• _Data records_

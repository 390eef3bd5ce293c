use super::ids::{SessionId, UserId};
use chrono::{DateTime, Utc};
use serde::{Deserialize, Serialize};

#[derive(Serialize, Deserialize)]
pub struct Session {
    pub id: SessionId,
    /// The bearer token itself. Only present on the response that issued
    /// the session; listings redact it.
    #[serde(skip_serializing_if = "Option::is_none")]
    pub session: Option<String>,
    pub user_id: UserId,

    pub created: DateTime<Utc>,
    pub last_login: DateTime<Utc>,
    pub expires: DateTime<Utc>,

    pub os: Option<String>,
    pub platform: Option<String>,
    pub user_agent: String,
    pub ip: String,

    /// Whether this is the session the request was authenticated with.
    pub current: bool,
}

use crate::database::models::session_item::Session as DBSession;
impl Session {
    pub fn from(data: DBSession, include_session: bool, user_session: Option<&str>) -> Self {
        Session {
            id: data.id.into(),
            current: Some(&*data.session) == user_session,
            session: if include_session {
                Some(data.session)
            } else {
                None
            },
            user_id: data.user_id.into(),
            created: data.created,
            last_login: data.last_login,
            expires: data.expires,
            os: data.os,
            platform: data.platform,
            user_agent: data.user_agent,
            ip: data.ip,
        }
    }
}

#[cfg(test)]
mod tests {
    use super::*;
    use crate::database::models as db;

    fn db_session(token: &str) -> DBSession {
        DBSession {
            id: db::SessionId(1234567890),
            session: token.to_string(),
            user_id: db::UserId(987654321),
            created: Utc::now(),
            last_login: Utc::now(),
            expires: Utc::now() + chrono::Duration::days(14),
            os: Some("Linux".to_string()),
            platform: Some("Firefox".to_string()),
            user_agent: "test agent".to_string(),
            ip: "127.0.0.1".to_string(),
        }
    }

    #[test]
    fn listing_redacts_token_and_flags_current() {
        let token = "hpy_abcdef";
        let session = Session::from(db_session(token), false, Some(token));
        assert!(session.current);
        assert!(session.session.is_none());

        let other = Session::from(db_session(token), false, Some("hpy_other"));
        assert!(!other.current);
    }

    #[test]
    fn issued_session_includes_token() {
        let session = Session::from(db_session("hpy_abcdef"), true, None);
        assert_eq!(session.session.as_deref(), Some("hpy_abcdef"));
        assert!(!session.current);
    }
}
==
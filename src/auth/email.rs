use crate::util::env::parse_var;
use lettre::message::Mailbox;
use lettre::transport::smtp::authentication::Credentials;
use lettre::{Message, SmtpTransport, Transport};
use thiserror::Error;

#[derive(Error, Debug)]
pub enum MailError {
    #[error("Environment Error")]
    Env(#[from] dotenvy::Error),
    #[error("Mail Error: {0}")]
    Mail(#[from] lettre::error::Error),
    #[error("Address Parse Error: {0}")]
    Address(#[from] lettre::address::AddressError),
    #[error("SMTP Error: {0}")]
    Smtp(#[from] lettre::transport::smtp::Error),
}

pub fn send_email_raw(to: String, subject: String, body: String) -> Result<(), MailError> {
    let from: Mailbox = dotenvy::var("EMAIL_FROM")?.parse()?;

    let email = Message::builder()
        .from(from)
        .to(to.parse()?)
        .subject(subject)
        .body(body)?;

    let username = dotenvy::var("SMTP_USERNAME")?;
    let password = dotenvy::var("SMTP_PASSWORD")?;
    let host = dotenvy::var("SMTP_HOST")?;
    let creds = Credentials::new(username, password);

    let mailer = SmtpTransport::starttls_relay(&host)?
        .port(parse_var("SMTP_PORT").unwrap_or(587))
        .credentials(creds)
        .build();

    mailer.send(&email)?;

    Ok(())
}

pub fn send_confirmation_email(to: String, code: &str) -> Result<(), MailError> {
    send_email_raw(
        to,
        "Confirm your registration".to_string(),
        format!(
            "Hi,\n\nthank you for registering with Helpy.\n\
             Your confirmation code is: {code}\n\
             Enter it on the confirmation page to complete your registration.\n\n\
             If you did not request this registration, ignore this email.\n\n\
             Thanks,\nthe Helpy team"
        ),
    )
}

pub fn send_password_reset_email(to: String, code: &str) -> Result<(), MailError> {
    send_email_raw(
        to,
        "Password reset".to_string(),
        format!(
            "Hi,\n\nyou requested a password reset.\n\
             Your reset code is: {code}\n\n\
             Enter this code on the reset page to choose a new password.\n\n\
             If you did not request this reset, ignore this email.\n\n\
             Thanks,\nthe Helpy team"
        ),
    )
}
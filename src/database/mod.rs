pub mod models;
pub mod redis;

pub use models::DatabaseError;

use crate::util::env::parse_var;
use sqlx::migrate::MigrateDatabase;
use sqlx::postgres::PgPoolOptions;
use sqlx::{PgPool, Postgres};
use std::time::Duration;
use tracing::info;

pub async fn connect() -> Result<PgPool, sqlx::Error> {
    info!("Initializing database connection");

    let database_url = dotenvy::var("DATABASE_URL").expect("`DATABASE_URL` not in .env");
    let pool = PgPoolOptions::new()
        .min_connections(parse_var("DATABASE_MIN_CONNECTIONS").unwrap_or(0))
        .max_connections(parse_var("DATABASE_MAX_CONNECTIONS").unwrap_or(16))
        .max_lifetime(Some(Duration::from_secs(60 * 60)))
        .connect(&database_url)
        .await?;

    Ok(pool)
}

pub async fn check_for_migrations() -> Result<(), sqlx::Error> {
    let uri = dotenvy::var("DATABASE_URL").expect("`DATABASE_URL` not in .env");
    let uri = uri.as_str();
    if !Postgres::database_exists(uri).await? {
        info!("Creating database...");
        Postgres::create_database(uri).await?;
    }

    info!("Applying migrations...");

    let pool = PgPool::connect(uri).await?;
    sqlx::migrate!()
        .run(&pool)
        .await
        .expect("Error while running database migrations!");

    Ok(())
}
...
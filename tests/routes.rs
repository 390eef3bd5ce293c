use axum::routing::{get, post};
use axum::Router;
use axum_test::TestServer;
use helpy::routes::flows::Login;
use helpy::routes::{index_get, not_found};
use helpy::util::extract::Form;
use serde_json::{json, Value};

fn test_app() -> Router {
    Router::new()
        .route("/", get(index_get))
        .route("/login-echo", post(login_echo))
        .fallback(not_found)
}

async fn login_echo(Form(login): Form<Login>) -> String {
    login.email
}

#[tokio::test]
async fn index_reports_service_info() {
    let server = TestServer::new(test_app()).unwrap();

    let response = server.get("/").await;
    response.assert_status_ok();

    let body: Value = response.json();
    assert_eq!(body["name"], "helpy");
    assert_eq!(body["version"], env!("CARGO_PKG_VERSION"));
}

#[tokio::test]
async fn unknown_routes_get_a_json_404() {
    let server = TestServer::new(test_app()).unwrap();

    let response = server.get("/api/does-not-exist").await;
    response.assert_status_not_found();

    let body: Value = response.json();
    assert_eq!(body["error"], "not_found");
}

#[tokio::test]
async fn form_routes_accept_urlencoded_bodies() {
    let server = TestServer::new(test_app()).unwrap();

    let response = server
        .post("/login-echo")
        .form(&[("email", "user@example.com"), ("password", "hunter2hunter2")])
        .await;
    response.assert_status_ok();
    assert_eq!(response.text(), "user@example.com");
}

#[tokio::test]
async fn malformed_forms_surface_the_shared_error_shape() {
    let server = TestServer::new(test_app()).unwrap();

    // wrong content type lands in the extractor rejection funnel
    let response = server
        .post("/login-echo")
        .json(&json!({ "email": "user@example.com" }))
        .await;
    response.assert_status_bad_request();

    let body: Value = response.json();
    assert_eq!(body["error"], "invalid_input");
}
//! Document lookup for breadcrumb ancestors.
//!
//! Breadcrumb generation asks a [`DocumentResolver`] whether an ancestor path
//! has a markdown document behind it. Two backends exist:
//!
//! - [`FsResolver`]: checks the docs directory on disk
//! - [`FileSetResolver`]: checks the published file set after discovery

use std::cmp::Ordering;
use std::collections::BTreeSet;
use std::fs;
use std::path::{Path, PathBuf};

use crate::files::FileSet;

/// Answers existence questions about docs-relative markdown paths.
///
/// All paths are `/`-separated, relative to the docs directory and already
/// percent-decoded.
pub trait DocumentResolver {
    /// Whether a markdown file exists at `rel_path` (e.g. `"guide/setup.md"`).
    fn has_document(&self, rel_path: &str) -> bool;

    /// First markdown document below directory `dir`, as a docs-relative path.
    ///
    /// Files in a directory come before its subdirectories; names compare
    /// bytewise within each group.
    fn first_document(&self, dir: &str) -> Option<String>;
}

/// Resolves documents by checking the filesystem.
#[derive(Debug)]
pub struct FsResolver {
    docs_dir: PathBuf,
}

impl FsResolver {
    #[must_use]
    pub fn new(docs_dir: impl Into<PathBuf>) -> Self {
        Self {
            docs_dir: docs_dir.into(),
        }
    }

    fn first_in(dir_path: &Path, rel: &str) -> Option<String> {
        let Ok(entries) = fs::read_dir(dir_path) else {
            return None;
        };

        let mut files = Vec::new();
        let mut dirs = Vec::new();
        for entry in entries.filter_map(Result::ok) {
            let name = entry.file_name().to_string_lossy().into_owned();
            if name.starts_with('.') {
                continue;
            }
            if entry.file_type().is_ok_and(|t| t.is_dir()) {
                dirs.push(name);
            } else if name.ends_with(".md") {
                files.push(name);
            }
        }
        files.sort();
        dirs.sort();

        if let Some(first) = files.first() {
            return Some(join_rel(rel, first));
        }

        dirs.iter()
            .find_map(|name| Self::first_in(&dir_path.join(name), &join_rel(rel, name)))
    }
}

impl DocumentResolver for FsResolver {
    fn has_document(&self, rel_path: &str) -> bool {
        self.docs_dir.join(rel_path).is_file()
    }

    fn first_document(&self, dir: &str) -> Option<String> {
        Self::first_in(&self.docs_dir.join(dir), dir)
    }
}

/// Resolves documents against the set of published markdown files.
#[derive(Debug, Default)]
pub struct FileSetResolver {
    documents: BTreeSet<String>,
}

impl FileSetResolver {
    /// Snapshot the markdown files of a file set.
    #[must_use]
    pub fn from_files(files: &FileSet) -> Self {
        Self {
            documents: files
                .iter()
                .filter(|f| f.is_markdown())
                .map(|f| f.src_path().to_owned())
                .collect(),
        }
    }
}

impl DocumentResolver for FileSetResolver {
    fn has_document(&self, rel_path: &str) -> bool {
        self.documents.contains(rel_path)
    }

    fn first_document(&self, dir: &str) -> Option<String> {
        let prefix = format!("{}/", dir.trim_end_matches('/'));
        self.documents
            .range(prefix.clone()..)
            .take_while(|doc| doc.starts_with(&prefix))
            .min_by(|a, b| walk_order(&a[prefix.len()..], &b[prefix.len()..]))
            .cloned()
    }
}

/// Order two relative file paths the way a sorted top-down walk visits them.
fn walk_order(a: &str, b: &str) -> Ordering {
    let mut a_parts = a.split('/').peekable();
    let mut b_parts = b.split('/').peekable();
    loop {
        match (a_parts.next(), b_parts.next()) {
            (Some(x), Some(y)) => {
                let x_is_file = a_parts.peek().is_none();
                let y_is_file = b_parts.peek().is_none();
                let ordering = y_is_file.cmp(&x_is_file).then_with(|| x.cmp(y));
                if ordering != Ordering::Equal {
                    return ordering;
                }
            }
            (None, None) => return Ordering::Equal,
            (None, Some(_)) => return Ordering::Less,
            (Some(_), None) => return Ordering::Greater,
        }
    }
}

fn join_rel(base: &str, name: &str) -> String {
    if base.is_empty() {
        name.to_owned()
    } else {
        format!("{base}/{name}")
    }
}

• _Your instructions_
How many lines of the listing above hold "Enter"? Answer with the number alone.

• _Task solution_
2